= Jean M. Paton =

Founder of the adoption reform movement

Jean M. Paton (1908 – 2002) was an American adoptee rights activist who worked to reverse harmful policies, practices, and laws concerning adoption and closed records. Paton founded the adoptee support and search network Orphan Voyage in 1953, helping connect adoptees with their birthparents, and was instrumental in the creation of the American Adoption Congress and Concerned United Birthparents in the 1970s.

==Biography==
Jean Paton was born in Detroit on December 27, 1908. She was a sculptor and a psychiatric social worker. Paton earned her Master of Social Work from the University of Pennsylvania in 1945 and worked for a short time at the New Hampshire Children's Aid Society.

She was able to obtain her adoption records and original birth certificate, including her birth parents' names, from the probate court in 1942.

Paton died on March 27, 2002 at the North Regional Medical Center in Harrison, Arkansas.

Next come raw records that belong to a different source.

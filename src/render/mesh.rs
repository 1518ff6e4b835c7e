use crate::render::backend::{BufferTarget, GlBackend, Primitive};
use crate::render::layout::{LayoutError, VertexLayout};
use crate::render::resources::{Buffer, VertexArray};

/// Interleaved vertex floats plus optional indices. An empty `indices`
/// means the vertices are drawn in order.
#[derive(Debug, Clone, Default)]
pub struct MeshData {
    pub vertices: Vec<f32>,
    pub indices: Vec<u32>,
}

impl MeshData {
    pub fn new() -> Self {
        Self {
            vertices: Vec::new(),
            indices: Vec::new(),
        }
    }
}

/// GPU-side copy of a `MeshData` with its layout recorded in a vertex array.
pub struct Mesh<'gl, B: GlBackend> {
    gl: &'gl B,
    vao: VertexArray<'gl, B>,
    _vertices: Buffer<'gl, B>,
    indices: Option<Buffer<'gl, B>>,
    primitive: Primitive,
    count: i32,
}

impl<'gl, B: GlBackend> Mesh<'gl, B> {
    pub fn upload(
        gl: &'gl B,
        data: &MeshData,
        layout: &VertexLayout,
        primitive: Primitive,
    ) -> Result<Self, LayoutError> {
        let vertex_count = layout.vertex_count(data.vertices.len() * std::mem::size_of::<f32>())?;

        let vao = VertexArray::new(gl);
        vao.bind();

        let vertices = Buffer::with_data(gl, BufferTarget::Vertex, &data.vertices);
        let indices = if data.indices.is_empty() {
            None
        } else {
            Some(Buffer::with_data(gl, BufferTarget::Index, &data.indices))
        };

        layout.apply(gl);

        vao.unbind();
        gl.bind_buffer(BufferTarget::Vertex, 0);

        let count = indices.as_ref().map_or(vertex_count, |buffer| buffer.len()) as i32;
        log::debug!(
            "Uploaded mesh: {} vertices, {} indices",
            vertex_count,
            data.indices.len()
        );

        Ok(Self {
            gl,
            vao,
            _vertices: vertices,
            indices,
            primitive,
            count,
        })
    }

    pub fn vao(&self) -> u32 {
        self.vao.id()
    }

    pub fn is_indexed(&self) -> bool {
        self.indices.is_some()
    }

    /// Vertices or indices issued per draw.
    pub fn count(&self) -> i32 {
        self.count
    }

    pub fn draw(&self) {
        self.vao.bind();
        if self.is_indexed() {
            self.gl.draw_elements(self.primitive, self.count);
        } else {
            self.gl.draw_arrays(self.primitive, 0, self.count);
        }
    }
}
use crate::render::backend::{BufferTarget, GlBackend};

/// A vertex array object. Deleted on drop.
pub struct VertexArray<'gl, B: GlBackend> {
    gl: &'gl B,
    id: u32,
}

impl<'gl, B: GlBackend> VertexArray<'gl, B> {
    pub fn new(gl: &'gl B) -> Self {
        let id = gl.gen_vertex_array();
        Self { gl, id }
    }

    pub fn id(&self) -> u32 {
        self.id
    }

    pub fn bind(&self) {
        self.gl.bind_vertex_array(self.id);
    }

    pub fn unbind(&self) {
        self.gl.bind_vertex_array(0);
    }
}

impl<B: GlBackend> Drop for VertexArray<'_, B> {
    fn drop(&mut self) {
        self.gl.delete_vertex_array(self.id);
    }
}

/// A buffer object holding vertex or index data, uploaded once.
pub struct Buffer<'gl, B: GlBackend> {
    gl: &'gl B,
    id: u32,
    len: usize,
}

impl<'gl, B: GlBackend> Buffer<'gl, B> {
    /// Creates the buffer, binds it at `target` and uploads `data`.
    ///
    /// Index buffers bind into the current vertex array, so one must be bound
    /// before calling this with `BufferTarget::Index`.
    pub fn with_data<T: bytemuck::Pod>(gl: &'gl B, target: BufferTarget, data: &[T]) -> Self {
        let id = gl.gen_buffer();
        gl.bind_buffer(target, id);
        gl.buffer_data(target, bytemuck::cast_slice(data));

        Self {
            gl,
            id,
            len: data.len(),
        }
    }

    pub fn id(&self) -> u32 {
        self.id
    }

    /// Number of elements uploaded.
    pub fn len(&self) -> usize {
        self.len
    }

    pub fn is_empty(&self) -> bool {
        self.len == 0
    }
}

impl<B: GlBackend> Drop for Buffer<'_, B> {
    fn drop(&mut self) {
        self.gl.delete_buffer(self.id);
    }
}
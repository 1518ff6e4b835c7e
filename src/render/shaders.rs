// shaders.rs - shader compilation and program linking

use std::collections::HashMap;
use std::ffi::{CString, NulError};
use std::fmt;
use std::fs;
use std::path::{Path, PathBuf};
use thiserror::Error;

use crate::render::backend::{GlBackend, INFO_LOG_CAPACITY};

#[derive(Debug, Clone, Copy, PartialEq, Eq, Hash)]
pub enum ShaderStage {
    Vertex,
    Fragment,
}

impl fmt::Display for ShaderStage {
    fn fmt(&self, f: &mut fmt::Formatter<'_>) -> fmt::Result {
        match self {
            ShaderStage::Vertex => write!(f, "vertex"),
            ShaderStage::Fragment => write!(f, "fragment"),
        }
    }
}

#[derive(Debug, Error)]
pub enum ShaderError {
    #[error("{stage} shader compilation failed: {log}")]
    CompileFailed { stage: ShaderStage, log: String },
    #[error("Program linking failed: {log}")]
    LinkFailed { log: String },
    #[error("Failed to read shader {path:?}: {source}")]
    Io {
        path: PathBuf,
        #[source]
        source: std::io::Error,
    },
    #[error("Null byte error: {0}")]
    Nul(#[from] NulError),
}

impl ShaderError {
    /// Banner the diagnostic is printed under, e.g.
    /// `ERROR::SHADER::VERTEX::COMPILATION_FAILED`.
    pub fn banner(&self) -> &'static str {
        match self {
            ShaderError::CompileFailed {
                stage: ShaderStage::Vertex,
                ..
            } => "ERROR::SHADER::VERTEX::COMPILATION_FAILED",
            ShaderError::CompileFailed {
                stage: ShaderStage::Fragment,
                ..
            } => "ERROR::SHADER::FRAGMENT::COMPILATION_FAILED",
            ShaderError::LinkFailed { .. } => "ERROR::SHADER::PROGRAM::LINKING_FAILED",
            ShaderError::Io { .. } | ShaderError::Nul(_) => "ERROR::SHADER::FILE_NOT_SUCCESSFULLY_READ",
        }
    }
}

/// Source text of a single stage.
#[derive(Debug, Clone, PartialEq, Eq)]
pub struct ShaderSource(String);

impl ShaderSource {
    pub fn new(source: impl Into<String>) -> Self {
        Self(source.into())
    }

    pub fn from_file<P: AsRef<Path>>(path: P) -> Result<Self, ShaderError> {
        let path = path.as_ref();
        fs::read_to_string(path)
            .map(Self)
            .map_err(|source| ShaderError::Io {
                path: path.to_path_buf(),
                source,
            })
    }

    pub fn as_str(&self) -> &str {
        &self.0
    }
}

impl From<&str> for ShaderSource {
    fn from(source: &str) -> Self {
        Self::new(source)
    }
}

/// A successfully compiled shader object. Deleted on drop.
pub struct CompiledStage<'gl, B: GlBackend> {
    gl: &'gl B,
    id: u32,
}

impl<'gl, B: GlBackend> CompiledStage<'gl, B> {
    /// Compiles `source` as `stage`. On failure the shader object is
    /// released and its info log returned in the error.
    pub fn compile(gl: &'gl B, stage: ShaderStage, source: &ShaderSource) -> Result<Self, ShaderError> {
        let id = gl.create_shader(stage);
        gl.shader_source(id, source.as_str());
        gl.compile_shader(id);

        if !gl.compile_status(id) {
            let log = gl.shader_info_log(id, INFO_LOG_CAPACITY);
            gl.delete_shader(id);
            return Err(ShaderError::CompileFailed { stage, log });
        }

        log::debug!("Compiled {} shader {}", stage, id);
        Ok(Self { gl, id })
    }

    pub fn id(&self) -> u32 {
        self.id
    }
}

impl<B: GlBackend> Drop for CompiledStage<'_, B> {
    fn drop(&mut self) {
        self.gl.delete_shader(self.id);
    }
}

/// A linked vertex + fragment program. Deleted on drop.
pub struct ShaderProgram<'gl, B: GlBackend> {
    gl: &'gl B,
    id: u32,
    uniforms: HashMap<String, i32>,
}

/// Compiles both stages and links them.
///
/// Link is only attempted when both stages compiled. The stage objects are
/// released before returning, whether linking succeeded or not.
pub fn compile_program<'gl, B: GlBackend>(
    gl: &'gl B,
    vertex: &ShaderSource,
    fragment: &ShaderSource,
) -> Result<ShaderProgram<'gl, B>, ShaderError> {
    let vertex_stage = CompiledStage::compile(gl, ShaderStage::Vertex, vertex)?;
    let fragment_stage = CompiledStage::compile(gl, ShaderStage::Fragment, fragment)?;

    let program = gl.create_program();
    gl.attach_shader(program, vertex_stage.id());
    gl.attach_shader(program, fragment_stage.id());
    gl.link_program(program);

    // The program keeps its own copy of the linked code.
    drop(vertex_stage);
    drop(fragment_stage);

    if !gl.link_status(program) {
        let log = gl.program_info_log(program, INFO_LOG_CAPACITY);
        gl.delete_program(program);
        return Err(ShaderError::LinkFailed { log });
    }

    log::info!("Linked shader program {}", program);
    Ok(ShaderProgram {
        gl,
        id: program,
        uniforms: HashMap::new(),
    })
}

impl<'gl, B: GlBackend> ShaderProgram<'gl, B> {
    pub fn new(gl: &'gl B, vertex: &ShaderSource, fragment: &ShaderSource) -> Result<Self, ShaderError> {
        compile_program(gl, vertex, fragment)
    }

    pub fn from_files<P: AsRef<Path>>(
        gl: &'gl B,
        vertex_path: P,
        fragment_path: P,
    ) -> Result<Self, ShaderError> {
        let vertex = ShaderSource::from_file(vertex_path)?;
        let fragment = ShaderSource::from_file(fragment_path)?;
        compile_program(gl, &vertex, &fragment)
    }

    pub fn id(&self) -> u32 {
        self.id
    }

    pub fn set_used(&self) {
        self.gl.use_program(self.id);
    }

    pub fn get_uniform_location(&mut self, name: &str) -> Result<i32, ShaderError> {
        if let Some(location) = self.uniforms.get(name) {
            return Ok(*location);
        }

        let cname = CString::new(name)?;
        let location = self.gl.uniform_location(self.id, &cname);

        if location == -1 {
            log::warn!("Uniform '{}' not found in shader", name);
        }

        self.uniforms.insert(name.to_string(), location);
        Ok(location)
    }

    pub fn set_uniform_i32(&mut self, name: &str, value: i32) -> Result<(), ShaderError> {
        self.set_used();
        let location = self.get_uniform_location(name)?;
        if location != -1 {
            self.gl.uniform_1i(location, value);
        }
        Ok(())
    }
}

impl<B: GlBackend> Drop for ShaderProgram<'_, B> {
    fn drop(&mut self) {
        self.gl.delete_program(self.id);
    }
}

/// What to do when a program fails to build.
#[derive(Debug, Clone, Copy, PartialEq, Eq)]
pub enum ShaderPolicy {
    /// Return the error to the caller.
    Strict,
    /// Log the diagnostic and carry on without a program; draws then run
    /// with program 0 and produce undefined output.
    Permissive,
}

impl ShaderPolicy {
    pub fn from_strict(strict: bool) -> Self {
        if strict {
            ShaderPolicy::Strict
        } else {
            ShaderPolicy::Permissive
        }
    }

    pub fn resolve<'gl, B: GlBackend>(
        self,
        result: Result<ShaderProgram<'gl, B>, ShaderError>,
    ) -> Result<Option<ShaderProgram<'gl, B>>, ShaderError> {
        match (result, self) {
            (Ok(program), _) => Ok(Some(program)),
            (Err(e), ShaderPolicy::Strict) => Err(e),
            (Err(e), ShaderPolicy::Permissive) => {
                log::error!("{}\n{}", e.banner(), e);
                Ok(None)
            }
        }
    }
}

==Adoptee rights activism==
Beginning in 1950, Paton dedicated herself to advocating for adoptees and facilitating meetings between birthparents and adoptees. In an unpublished article written in 1949, she advocated for an independent, voluntary adoption registry through which relatives could be reunited; these would become common in the mid-1970s. She personally counseled thousands of adoptees and birthmothers on how to begin their searches.

In 1953, Paton founded the Life History Study Center as a research and communications center for adopted adults. The Center's goals were to provide an identity to adult adoptees and make the public aware of the voices of adoptees. She published The Adopted Break Silence in 1954, which collected stories of forty adult adoptees. The book investigated whether these adoptions "worked," that is, whether the adoptees were loved and well cared for.

By 1961, Paton became discouraged by a lack of progress and discontinued publications through the Life History Study Center. However, the concept of illegitimacy was being discussed by scholars and adoptees, and she founded Orphan Voyage, "a program of mutual aid and guidance for social orphans," in 1962. In 1968, under the pseudonym Ruthena Hill Kittson, she wrote the book Orphan Voyage, which argued that adult adoptees should have the right to make decisions about search and reunion with their birth parents.

Paton was "fundamental" in the 1979 foundation of the first organization for adult adoptees in the United States, the American Adoption Congress. She also supported the founders of the Concerned United Birthparents when that organization was started in 1976.

Her biography, Jean Paton and the Struggle to Reform American Adoption, was written in 2014 by E. Wayne Carp. The papers of Jean Paton are available at the Social Welfare History Archives within the University of Minnesota Libraries.